Exercise directions –
Which lines come from the start of the records through the line that holds "Shared application state."? Write them out word for word.

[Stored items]

BEGIN

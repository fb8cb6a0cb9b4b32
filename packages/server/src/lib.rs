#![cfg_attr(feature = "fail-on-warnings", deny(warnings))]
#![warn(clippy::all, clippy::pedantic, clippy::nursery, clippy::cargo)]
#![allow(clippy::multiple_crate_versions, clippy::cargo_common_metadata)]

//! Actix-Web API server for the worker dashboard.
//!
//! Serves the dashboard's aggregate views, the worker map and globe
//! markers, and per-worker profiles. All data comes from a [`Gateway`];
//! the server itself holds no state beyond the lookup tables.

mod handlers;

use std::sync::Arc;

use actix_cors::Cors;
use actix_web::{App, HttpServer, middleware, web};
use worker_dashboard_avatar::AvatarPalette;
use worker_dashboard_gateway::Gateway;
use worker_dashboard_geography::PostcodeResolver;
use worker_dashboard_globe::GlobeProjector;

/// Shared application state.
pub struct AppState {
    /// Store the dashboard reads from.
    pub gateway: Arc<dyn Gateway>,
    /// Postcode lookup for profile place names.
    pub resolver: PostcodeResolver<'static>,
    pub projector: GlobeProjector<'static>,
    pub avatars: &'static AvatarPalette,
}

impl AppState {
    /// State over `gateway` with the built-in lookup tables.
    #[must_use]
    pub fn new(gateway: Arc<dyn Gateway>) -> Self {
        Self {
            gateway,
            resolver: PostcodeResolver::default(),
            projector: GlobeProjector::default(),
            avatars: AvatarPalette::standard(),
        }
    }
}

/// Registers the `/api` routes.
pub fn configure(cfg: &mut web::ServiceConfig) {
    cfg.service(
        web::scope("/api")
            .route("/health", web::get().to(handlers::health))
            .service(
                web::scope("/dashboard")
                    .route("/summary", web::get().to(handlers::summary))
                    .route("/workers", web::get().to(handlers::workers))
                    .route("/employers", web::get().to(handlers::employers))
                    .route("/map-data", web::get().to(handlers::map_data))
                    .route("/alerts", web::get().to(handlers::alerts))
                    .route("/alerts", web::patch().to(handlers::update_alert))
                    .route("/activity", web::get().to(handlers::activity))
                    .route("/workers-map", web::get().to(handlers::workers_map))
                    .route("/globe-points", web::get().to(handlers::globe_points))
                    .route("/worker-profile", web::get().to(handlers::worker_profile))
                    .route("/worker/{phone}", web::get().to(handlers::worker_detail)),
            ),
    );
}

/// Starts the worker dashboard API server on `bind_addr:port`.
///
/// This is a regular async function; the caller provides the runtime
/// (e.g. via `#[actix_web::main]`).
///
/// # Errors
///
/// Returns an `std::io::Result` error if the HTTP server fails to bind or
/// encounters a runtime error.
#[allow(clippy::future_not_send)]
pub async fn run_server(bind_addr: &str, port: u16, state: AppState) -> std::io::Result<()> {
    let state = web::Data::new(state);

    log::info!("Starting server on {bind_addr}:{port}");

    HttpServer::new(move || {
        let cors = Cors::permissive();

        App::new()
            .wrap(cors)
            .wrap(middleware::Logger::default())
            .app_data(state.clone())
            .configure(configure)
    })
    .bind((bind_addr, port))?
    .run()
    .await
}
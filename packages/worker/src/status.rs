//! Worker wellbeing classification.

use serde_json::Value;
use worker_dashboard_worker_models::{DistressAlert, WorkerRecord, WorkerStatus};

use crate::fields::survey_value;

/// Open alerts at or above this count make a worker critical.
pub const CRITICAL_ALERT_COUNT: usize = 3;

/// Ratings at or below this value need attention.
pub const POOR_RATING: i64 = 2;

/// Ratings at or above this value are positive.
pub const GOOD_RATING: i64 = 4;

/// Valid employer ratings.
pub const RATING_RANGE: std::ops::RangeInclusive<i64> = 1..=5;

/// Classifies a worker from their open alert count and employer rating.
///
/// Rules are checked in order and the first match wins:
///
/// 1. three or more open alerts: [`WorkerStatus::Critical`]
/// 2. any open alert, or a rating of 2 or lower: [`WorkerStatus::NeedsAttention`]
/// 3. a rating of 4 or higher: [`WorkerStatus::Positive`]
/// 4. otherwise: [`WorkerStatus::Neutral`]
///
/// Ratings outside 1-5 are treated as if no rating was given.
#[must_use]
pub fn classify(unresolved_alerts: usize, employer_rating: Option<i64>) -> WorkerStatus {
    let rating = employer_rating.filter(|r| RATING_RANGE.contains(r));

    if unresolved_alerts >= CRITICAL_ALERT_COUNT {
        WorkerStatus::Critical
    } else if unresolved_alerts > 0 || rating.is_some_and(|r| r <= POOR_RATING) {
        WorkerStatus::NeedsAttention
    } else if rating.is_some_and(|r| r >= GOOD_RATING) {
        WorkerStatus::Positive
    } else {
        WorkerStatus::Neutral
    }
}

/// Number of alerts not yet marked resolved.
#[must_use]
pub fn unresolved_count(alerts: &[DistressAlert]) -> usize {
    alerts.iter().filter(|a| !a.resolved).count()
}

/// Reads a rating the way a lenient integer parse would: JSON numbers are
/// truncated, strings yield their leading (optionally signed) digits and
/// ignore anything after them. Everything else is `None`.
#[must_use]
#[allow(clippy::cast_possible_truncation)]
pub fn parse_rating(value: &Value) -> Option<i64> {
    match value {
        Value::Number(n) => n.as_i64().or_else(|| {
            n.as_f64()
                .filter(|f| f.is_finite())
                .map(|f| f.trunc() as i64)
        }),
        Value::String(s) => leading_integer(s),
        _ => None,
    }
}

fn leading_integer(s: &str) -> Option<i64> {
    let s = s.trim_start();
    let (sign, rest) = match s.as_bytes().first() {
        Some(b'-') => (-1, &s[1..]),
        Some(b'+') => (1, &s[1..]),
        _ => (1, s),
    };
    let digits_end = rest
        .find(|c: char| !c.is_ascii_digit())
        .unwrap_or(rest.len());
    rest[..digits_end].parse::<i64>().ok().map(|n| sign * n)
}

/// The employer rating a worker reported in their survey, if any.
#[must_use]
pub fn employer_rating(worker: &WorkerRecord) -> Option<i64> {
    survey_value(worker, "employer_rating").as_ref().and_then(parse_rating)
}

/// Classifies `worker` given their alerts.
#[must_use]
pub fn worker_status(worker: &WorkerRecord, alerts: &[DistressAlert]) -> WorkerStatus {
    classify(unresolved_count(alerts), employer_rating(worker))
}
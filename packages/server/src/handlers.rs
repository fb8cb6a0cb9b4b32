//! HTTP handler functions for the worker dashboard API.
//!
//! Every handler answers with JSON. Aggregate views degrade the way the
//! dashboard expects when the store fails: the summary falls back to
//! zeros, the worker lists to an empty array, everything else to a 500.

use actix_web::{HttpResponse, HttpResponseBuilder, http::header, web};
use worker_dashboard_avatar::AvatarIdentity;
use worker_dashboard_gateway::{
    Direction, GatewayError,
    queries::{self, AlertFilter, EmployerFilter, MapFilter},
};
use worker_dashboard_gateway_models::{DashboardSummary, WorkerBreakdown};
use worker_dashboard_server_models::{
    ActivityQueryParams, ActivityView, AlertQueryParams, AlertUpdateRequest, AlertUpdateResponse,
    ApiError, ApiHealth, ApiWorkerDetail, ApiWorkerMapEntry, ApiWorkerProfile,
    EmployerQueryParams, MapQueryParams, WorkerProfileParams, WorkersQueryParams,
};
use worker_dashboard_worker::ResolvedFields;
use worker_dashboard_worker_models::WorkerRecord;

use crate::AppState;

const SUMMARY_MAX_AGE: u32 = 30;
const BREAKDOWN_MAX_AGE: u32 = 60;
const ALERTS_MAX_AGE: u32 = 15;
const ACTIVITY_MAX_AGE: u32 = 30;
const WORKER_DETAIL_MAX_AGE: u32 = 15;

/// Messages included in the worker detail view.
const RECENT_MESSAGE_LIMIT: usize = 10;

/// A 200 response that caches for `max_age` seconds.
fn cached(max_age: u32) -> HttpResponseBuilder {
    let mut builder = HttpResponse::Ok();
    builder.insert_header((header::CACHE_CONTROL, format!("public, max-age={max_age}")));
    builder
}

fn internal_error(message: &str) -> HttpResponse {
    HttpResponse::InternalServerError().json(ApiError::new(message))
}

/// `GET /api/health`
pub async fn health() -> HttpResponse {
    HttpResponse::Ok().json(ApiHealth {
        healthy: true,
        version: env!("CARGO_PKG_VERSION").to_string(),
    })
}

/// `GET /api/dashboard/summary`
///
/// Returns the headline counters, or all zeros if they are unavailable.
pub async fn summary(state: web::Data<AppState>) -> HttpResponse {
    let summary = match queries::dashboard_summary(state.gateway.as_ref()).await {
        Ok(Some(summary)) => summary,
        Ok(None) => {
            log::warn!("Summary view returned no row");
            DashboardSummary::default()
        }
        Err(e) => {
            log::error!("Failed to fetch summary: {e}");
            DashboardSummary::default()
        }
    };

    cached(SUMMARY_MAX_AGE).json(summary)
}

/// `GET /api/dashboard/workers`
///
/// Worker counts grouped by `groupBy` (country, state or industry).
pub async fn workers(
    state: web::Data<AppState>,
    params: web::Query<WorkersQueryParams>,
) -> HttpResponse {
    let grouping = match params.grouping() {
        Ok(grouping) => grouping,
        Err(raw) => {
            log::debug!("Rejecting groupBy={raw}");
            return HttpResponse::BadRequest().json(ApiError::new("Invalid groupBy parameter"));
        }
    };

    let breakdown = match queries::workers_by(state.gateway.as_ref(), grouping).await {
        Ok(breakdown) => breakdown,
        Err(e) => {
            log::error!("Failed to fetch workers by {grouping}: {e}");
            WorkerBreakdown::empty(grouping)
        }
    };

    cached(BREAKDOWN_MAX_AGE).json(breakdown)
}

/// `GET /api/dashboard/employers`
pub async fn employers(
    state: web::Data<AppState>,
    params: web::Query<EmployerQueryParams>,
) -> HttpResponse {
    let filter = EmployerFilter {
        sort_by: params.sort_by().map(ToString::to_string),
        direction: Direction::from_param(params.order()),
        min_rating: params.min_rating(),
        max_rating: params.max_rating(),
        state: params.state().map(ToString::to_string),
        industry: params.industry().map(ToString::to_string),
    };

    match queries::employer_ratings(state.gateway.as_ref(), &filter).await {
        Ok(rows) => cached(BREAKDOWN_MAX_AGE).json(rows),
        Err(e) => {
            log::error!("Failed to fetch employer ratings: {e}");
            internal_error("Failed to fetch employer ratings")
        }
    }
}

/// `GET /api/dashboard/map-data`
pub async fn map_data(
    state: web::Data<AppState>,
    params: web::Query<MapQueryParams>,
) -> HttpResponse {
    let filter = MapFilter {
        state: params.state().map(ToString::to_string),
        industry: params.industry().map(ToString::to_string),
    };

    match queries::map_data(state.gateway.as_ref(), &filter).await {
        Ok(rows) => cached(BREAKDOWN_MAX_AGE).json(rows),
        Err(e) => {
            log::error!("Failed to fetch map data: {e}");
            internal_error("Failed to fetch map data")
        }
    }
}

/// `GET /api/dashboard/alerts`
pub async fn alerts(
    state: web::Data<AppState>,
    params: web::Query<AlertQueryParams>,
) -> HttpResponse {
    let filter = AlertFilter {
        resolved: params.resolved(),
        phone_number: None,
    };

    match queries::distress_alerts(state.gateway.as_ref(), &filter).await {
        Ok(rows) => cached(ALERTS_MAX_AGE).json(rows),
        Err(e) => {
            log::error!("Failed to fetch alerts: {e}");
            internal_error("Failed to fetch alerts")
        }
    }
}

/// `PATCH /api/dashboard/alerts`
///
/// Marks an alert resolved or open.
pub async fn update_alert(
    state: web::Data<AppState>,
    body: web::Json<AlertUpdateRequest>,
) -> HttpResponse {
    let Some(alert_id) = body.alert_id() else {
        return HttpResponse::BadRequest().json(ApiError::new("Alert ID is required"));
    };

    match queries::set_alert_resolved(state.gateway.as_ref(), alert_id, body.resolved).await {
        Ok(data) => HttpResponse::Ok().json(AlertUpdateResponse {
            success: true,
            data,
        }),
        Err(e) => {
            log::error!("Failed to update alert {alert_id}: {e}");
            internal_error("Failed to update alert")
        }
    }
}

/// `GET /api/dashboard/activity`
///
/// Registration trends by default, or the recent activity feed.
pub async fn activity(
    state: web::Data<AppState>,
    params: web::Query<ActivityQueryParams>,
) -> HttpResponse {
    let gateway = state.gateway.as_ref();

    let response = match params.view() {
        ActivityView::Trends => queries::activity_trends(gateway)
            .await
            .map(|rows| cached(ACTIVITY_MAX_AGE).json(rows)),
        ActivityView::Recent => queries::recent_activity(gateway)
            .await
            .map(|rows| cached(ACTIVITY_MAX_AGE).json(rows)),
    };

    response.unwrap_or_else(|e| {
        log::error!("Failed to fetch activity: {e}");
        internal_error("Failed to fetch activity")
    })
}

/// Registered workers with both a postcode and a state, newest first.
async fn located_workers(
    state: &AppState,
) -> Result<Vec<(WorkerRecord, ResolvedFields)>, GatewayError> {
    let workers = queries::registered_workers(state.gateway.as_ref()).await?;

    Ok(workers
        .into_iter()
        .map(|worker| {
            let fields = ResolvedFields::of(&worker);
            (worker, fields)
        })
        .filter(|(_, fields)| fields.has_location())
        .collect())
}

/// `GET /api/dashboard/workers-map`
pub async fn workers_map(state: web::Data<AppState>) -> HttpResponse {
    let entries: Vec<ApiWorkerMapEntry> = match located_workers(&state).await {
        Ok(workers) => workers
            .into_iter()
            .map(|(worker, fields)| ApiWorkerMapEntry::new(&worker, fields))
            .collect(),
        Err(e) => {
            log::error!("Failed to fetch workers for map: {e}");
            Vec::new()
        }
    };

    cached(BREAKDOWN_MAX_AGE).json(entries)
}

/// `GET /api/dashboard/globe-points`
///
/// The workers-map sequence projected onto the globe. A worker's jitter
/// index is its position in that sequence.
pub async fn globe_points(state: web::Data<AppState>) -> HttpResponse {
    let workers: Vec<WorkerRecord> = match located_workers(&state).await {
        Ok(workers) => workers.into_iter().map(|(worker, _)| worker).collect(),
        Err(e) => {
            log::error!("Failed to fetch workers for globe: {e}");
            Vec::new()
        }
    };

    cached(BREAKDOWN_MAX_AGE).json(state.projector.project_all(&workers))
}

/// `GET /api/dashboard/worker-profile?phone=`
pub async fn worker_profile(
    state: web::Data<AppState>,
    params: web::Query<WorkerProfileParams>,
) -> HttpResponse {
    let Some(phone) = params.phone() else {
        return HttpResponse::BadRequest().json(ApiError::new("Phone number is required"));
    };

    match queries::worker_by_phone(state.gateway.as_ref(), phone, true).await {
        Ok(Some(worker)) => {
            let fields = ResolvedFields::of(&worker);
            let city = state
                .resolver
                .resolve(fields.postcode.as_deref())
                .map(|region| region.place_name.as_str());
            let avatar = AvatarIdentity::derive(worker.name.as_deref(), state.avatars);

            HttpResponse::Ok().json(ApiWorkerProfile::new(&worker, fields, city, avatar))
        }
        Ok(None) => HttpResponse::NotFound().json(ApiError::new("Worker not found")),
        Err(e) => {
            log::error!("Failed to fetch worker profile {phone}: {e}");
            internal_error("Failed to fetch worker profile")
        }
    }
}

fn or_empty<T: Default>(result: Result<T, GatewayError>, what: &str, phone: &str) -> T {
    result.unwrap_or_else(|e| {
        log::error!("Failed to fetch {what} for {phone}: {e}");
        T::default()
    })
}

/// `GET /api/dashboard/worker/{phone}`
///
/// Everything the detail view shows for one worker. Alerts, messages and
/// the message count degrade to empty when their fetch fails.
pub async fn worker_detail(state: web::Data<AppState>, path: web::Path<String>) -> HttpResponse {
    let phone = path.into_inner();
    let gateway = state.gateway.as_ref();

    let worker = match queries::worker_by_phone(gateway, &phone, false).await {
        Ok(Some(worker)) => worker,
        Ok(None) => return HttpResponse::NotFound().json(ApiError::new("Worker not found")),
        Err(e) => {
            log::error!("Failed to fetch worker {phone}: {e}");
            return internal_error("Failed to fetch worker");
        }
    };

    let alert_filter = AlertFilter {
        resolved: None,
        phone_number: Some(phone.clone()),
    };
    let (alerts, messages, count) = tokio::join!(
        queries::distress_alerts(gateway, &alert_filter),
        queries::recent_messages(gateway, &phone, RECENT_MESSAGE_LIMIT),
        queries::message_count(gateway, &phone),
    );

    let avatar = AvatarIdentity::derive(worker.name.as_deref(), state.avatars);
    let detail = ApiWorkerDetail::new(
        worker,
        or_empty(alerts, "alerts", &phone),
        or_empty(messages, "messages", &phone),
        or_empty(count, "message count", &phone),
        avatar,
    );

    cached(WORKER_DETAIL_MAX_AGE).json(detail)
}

END

Your response –
repository fb8cb6a0cb9b4b32
filename packages/server/src/lib.rs
#![cfg_attr(feature = "fail-on-warnings", deny(warnings))]
#![warn(clippy::all, clippy::pedantic, clippy::nursery, clippy::cargo)]
#![allow(clippy::multiple_crate_versions, clippy::cargo_common_metadata)]

//! Actix-Web API server for the worker dashboard.
//!
//! Serves the dashboard's aggregate views, the worker map and globe
//! markers, and per-worker profiles. All data comes from a [`Gateway`];
//! the server itself holds no state beyond the lookup tables.

mod handlers;

use std::sync::Arc;

use actix_cors::Cors;
use actix_web::{App, HttpServer, middleware, web};
use worker_dashboard_avatar::AvatarPalette;
use worker_dashboard_gateway::Gateway;
use worker_dashboard_geography::PostcodeResolver;
use worker_dashboard_globe::GlobeProjector;

/// Shared application state.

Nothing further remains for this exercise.